Which sounds easy enough, but the reality of life is sometimes changes just can’t be made. It’s easy to say “if you don’t like how you’re living, change it” but somethings can’t be changed easily or at all. Some people can’t afford to leave their jobs and start a new job or stay at home. I would love to change my life and do something different, because I find my career emotionally overwhelming, but the truth is I can’t afford to do so. What I can do is change the way I look at my job, and look at opportunities in my field to do something that’s a little bit different, and that is what I’m doing now, but it’s not a quick easy road and there’s no guarantee it’s going to end the way I hope it does!

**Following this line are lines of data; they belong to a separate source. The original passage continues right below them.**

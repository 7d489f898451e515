//! Merge-keyed feature output table.
//!
//! The full record rides along as JSON; the columns that exist as real
//! columns are the merge key, the quality/readiness summary and the
//! content hash the idempotency gate compares against.

use crate::error::{DbError, Result};
use chrono::NaiveDate;
use courtline_protocol::FeatureRecord;
use sqlx::{Pool, Sqlite};
use std::collections::HashMap;
use tracing::debug;

/// Output table client.
#[derive(Clone)]
pub struct FeatureTable {
    pool: Pool<Sqlite>,
}

impl FeatureTable {
    pub fn new(pool: Pool<Sqlite>) -> Self {
        Self { pool }
    }

    /// Content hashes currently stored for the analysis date.
    pub async fn prior_hashes(&self, analysis_date: NaiveDate) -> Result<HashMap<String, String>> {
        let rows: Vec<(String, String)> = sqlx::query_as(
            "SELECT entity_id, content_hash FROM player_features WHERE analysis_date = ?1",
        )
        .bind(analysis_date.to_string())
        .fetch_all(&self.pool)
        .await?;
        Ok(rows.into_iter().collect())
    }

    /// Delete existing rows for the (entity-set x date) scope. Returns
    /// rows removed. Surfaces `DbError::AppendOnly` when the destination
    /// is temporarily append-only.
    pub async fn delete_scope(
        &self,
        analysis_date: NaiveDate,
        entity_ids: &[String],
    ) -> Result<u64> {
        if entity_ids.is_empty() {
            return Ok(0);
        }
        let placeholders = (0..entity_ids.len())
            .map(|i| format!("?{}", i + 2))
            .collect::<Vec<_>>()
            .join(", ");
        let sql = format!(
            "DELETE FROM player_features WHERE analysis_date = ?1 AND entity_id IN ({})",
            placeholders
        );
        let mut query = sqlx::query(&sql).bind(analysis_date.to_string());
        for entity_id in entity_ids {
            query = query.bind(entity_id);
        }
        let result = query.execute(&self.pool).await?;
        debug!(deleted = result.rows_affected(), %analysis_date, "cleared feature scope");
        Ok(result.rows_affected())
    }

    /// Insert one batch of records inside a transaction. All-or-nothing
    /// per batch; the caller handles retry and aggregation.
    pub async fn insert_batch(&self, records: &[FeatureRecord]) -> Result<u64> {
        if records.is_empty() {
            return Ok(0);
        }
        let mut tx = self.pool.begin().await?;
        for record in records {
            let payload = serde_json::to_string(record)?;
            sqlx::query(
                r#"
                INSERT INTO player_features
                    (entity_id, analysis_date, universal_id, payload_json,
                     quality_score, quality_tier, is_production_ready,
                     content_hash, computed_at)
                VALUES (?1, ?2, ?3, ?4, ?5, ?6, ?7, ?8, ?9)
                "#,
            )
            .bind(&record.entity_id)
            .bind(record.analysis_date.to_string())
            .bind(record.universal_id.as_deref())
            .bind(&payload)
            .bind(record.quality_score)
            .bind(record.quality_tier.as_str())
            .bind(record.is_production_ready as i64)
            .bind(&record.content_hash)
            .bind(record.computed_at.to_rfc3339())
            .execute(&mut *tx)
            .await?;
        }
        tx.commit().await?;
        Ok(records.len() as u64)
    }

    /// Load one stored record back into its typed form.
    pub async fn fetch(
        &self,
        entity_id: &str,
        analysis_date: NaiveDate,
    ) -> Result<Option<FeatureRecord>> {
        let row: Option<(String,)> = sqlx::query_as(
            "SELECT payload_json FROM player_features WHERE entity_id = ?1 AND analysis_date = ?2",
        )
        .bind(entity_id)
        .bind(analysis_date.to_string())
        .fetch_optional(&self.pool)
        .await?;

        row.map(|(payload,)| {
            serde_json::from_str(&payload)
                .map_err(|e| DbError::parse(format!("player_features payload: {}", e)))
        })
        .transpose()
    }

    /// Row count for an analysis date.
    pub async fn count_for_date(&self, analysis_date: NaiveDate) -> Result<u64> {
        let row: (i64,) =
            sqlx::query_as("SELECT COUNT(*) FROM player_features WHERE analysis_date = ?1")
                .bind(analysis_date.to_string())
                .fetch_one(&self.pool)
                .await?;
        Ok(row.0.max(0) as u64)
    }
}
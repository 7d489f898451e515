//! Shared logging setup for Courtline binaries.
//!
//! Each run appends to a date-stamped log file under the Courtline home
//! directory; old files are pruned so scheduled daily runs cannot fill
//! the disk. Console output goes to stderr with its own filter so `-v`
//! can raise verbosity without touching the file log.

use anyhow::{Context, Result};
use std::fs::{self, OpenOptions};
use std::path::PathBuf;
use tracing_subscriber::{layer::SubscriberExt, util::SubscriberInitExt, EnvFilter, Layer};

const DEFAULT_LOG_FILTER: &str = "courtline=info,courtline_pipeline=info,courtline_db=info";
const MAX_LOG_FILES: usize = 14;

/// Logging options for a binary.
pub struct LogConfig<'a> {
    pub app_name: &'a str,
    pub verbose: bool,
}

/// Courtline home directory: `$COURTLINE_HOME` or `~/.courtline`.
pub fn courtline_home() -> PathBuf {
    if let Ok(override_path) = std::env::var("COURTLINE_HOME") {
        return PathBuf::from(override_path);
    }
    dirs::home_dir()
        .unwrap_or_else(|| PathBuf::from("."))
        .join(".courtline")
}

/// Logs directory under the Courtline home.
pub fn logs_dir() -> PathBuf {
    courtline_home().join("logs")
}

/// Initialize tracing with a per-day file layer and a stderr layer.
pub fn init_logging(config: LogConfig<'_>) -> Result<()> {
    let dir = logs_dir();
    fs::create_dir_all(&dir)
        .with_context(|| format!("failed to create log directory {}", dir.display()))?;
    prune_old_logs(&dir, config.app_name, MAX_LOG_FILES)?;

    let file_name = format!(
        "{}-{}.log",
        sanitize(config.app_name),
        chrono::Utc::now().format("%Y%m%d")
    );
    let file = OpenOptions::new()
        .create(true)
        .append(true)
        .open(dir.join(&file_name))
        .with_context(|| format!("failed to open log file {}", file_name))?;
    // &File is Write, so Arc<File> satisfies MakeWriter across layers.
    let file = std::sync::Arc::new(file);

    let file_filter =
        EnvFilter::try_from_default_env().unwrap_or_else(|_| EnvFilter::new(DEFAULT_LOG_FILTER));
    let console_filter = if config.verbose {
        EnvFilter::new("debug")
    } else {
        EnvFilter::new("warn")
    };

    tracing_subscriber::registry()
        .with(
            tracing_subscriber::fmt::layer()
                .with_writer(file)
                .with_ansi(false)
                .with_filter(file_filter),
        )
        .with(
            tracing_subscriber::fmt::layer()
                .with_writer(std::io::stderr)
                .with_filter(console_filter),
        )
        .init();

    Ok(())
}

/// Remove the oldest log files for `app_name`, keeping at most `keep`.
/// Date-stamped names sort lexicographically, so a name sort is a
/// chronological sort.
fn prune_old_logs(dir: &std::path::Path, app_name: &str, keep: usize) -> Result<()> {
    let prefix = format!("{}-", sanitize(app_name));
    let mut logs: Vec<PathBuf> = fs::read_dir(dir)
        .with_context(|| format!("failed to read log directory {}", dir.display()))?
        .filter_map(|entry| entry.ok())
        .map(|entry| entry.path())
        .filter(|path| {
            path.file_name()
                .and_then(|n| n.to_str())
                .map(|n| n.starts_with(&prefix) && n.ends_with(".log"))
                .unwrap_or(false)
        })
        .collect();

    if logs.len() <= keep {
        return Ok(());
    }
    logs.sort();
    let excess = logs.len() - keep;
    for path in logs.into_iter().take(excess) {
        let _ = fs::remove_file(path);
    }
    Ok(())
}

fn sanitize(name: &str) -> String {
    name.chars()
        .map(|ch| {
            if ch.is_ascii_alphanumeric() || ch == '-' || ch == '_' {
                ch
            } else {
                '_'
            }
        })
        .collect()
}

People are unhappy in their marriages and don’t know how to fix it, nor do they think they’d be happier single, so they stay in an unhappy marriage. There are people that are in love with someone outside of their marriage, and want to be with that person but know that being with them would hurt their marriage and the people in their lives too much, so they don’t. Sometimes people have to choose between living for every day and making themselves happy, and remembering that other people deserve to be happy to. Sometimes being happy involves a level of selfishness that people can’t realistically or morally attain. This is not actually the case for me, I don’t have to choose between (deeply, we all make choices that are exactly what other people might want us to make) hurting the people I love and being happy, but I do know people that do and it’s not easy to live that way.
The area that the notion of time being fleeting is most relevant to me as well in terms of health and healthy living. Often I see Memes on Facebook that say things like “life is short enjoy the cake”. I get that sentiment, but my opinion is “life is short, I don’t want to make it shorter”. That doesn’t mean I never enjoy cake but if every time I gave in to my desire to eat unhealthy food and sit on my butt watching Netflix instead of exercising, I’d probably be making my life shorter. Not only that, but my life would actually be less pleasant (I know this, I did it for many years). The short-term joy of eating cake and doing nothing active doesn’t outweigh the long-term joy of feeling good about one’s body and fitness level, having more energy, and meeting personal goals. 20 pieces of cake could not give me as much pleasure as the first time I crossed a finish line. If I had kept eating cake (a metaphor for crap) every day and not eating healthy I never would’ve been inspired to start exercising, and that Finish line never would’ve been there for me.
For a lot of people, money is also an issue. I know people that spend all their money and never worry about saving, because they say that life is short and they want to enjoy their lives and have and do and see everything. But what if life isn’t short? What if they end up living to 100? What if they end up needing a lot of care and can’t afford it? It’s sad to see people save and save and save for their futures, and then see something happen in their life and that they’ve saved for nothing. It’s also sad to see somebody spend everything, and then have nothing. There needs to be some kind of balance between enjoying every day, and planning for the future. Some people have enough money to make that easy, others don’t.
I guess my point is, even though time is fleeting and people should try to live their lives the way they want and make everyday good, I don’t look down on people who aren’t able to do so. Sometimes time is fleeting. Sometimes life is long, you never know what it’s going to be so you have to find some kind of balance. It’s not some kind of horrible moral downfall to have times in your life when you’re unhappy and things aren’t the way you want them to be. But it is always in one’s best interest to try to change the way one looks at and copes with them!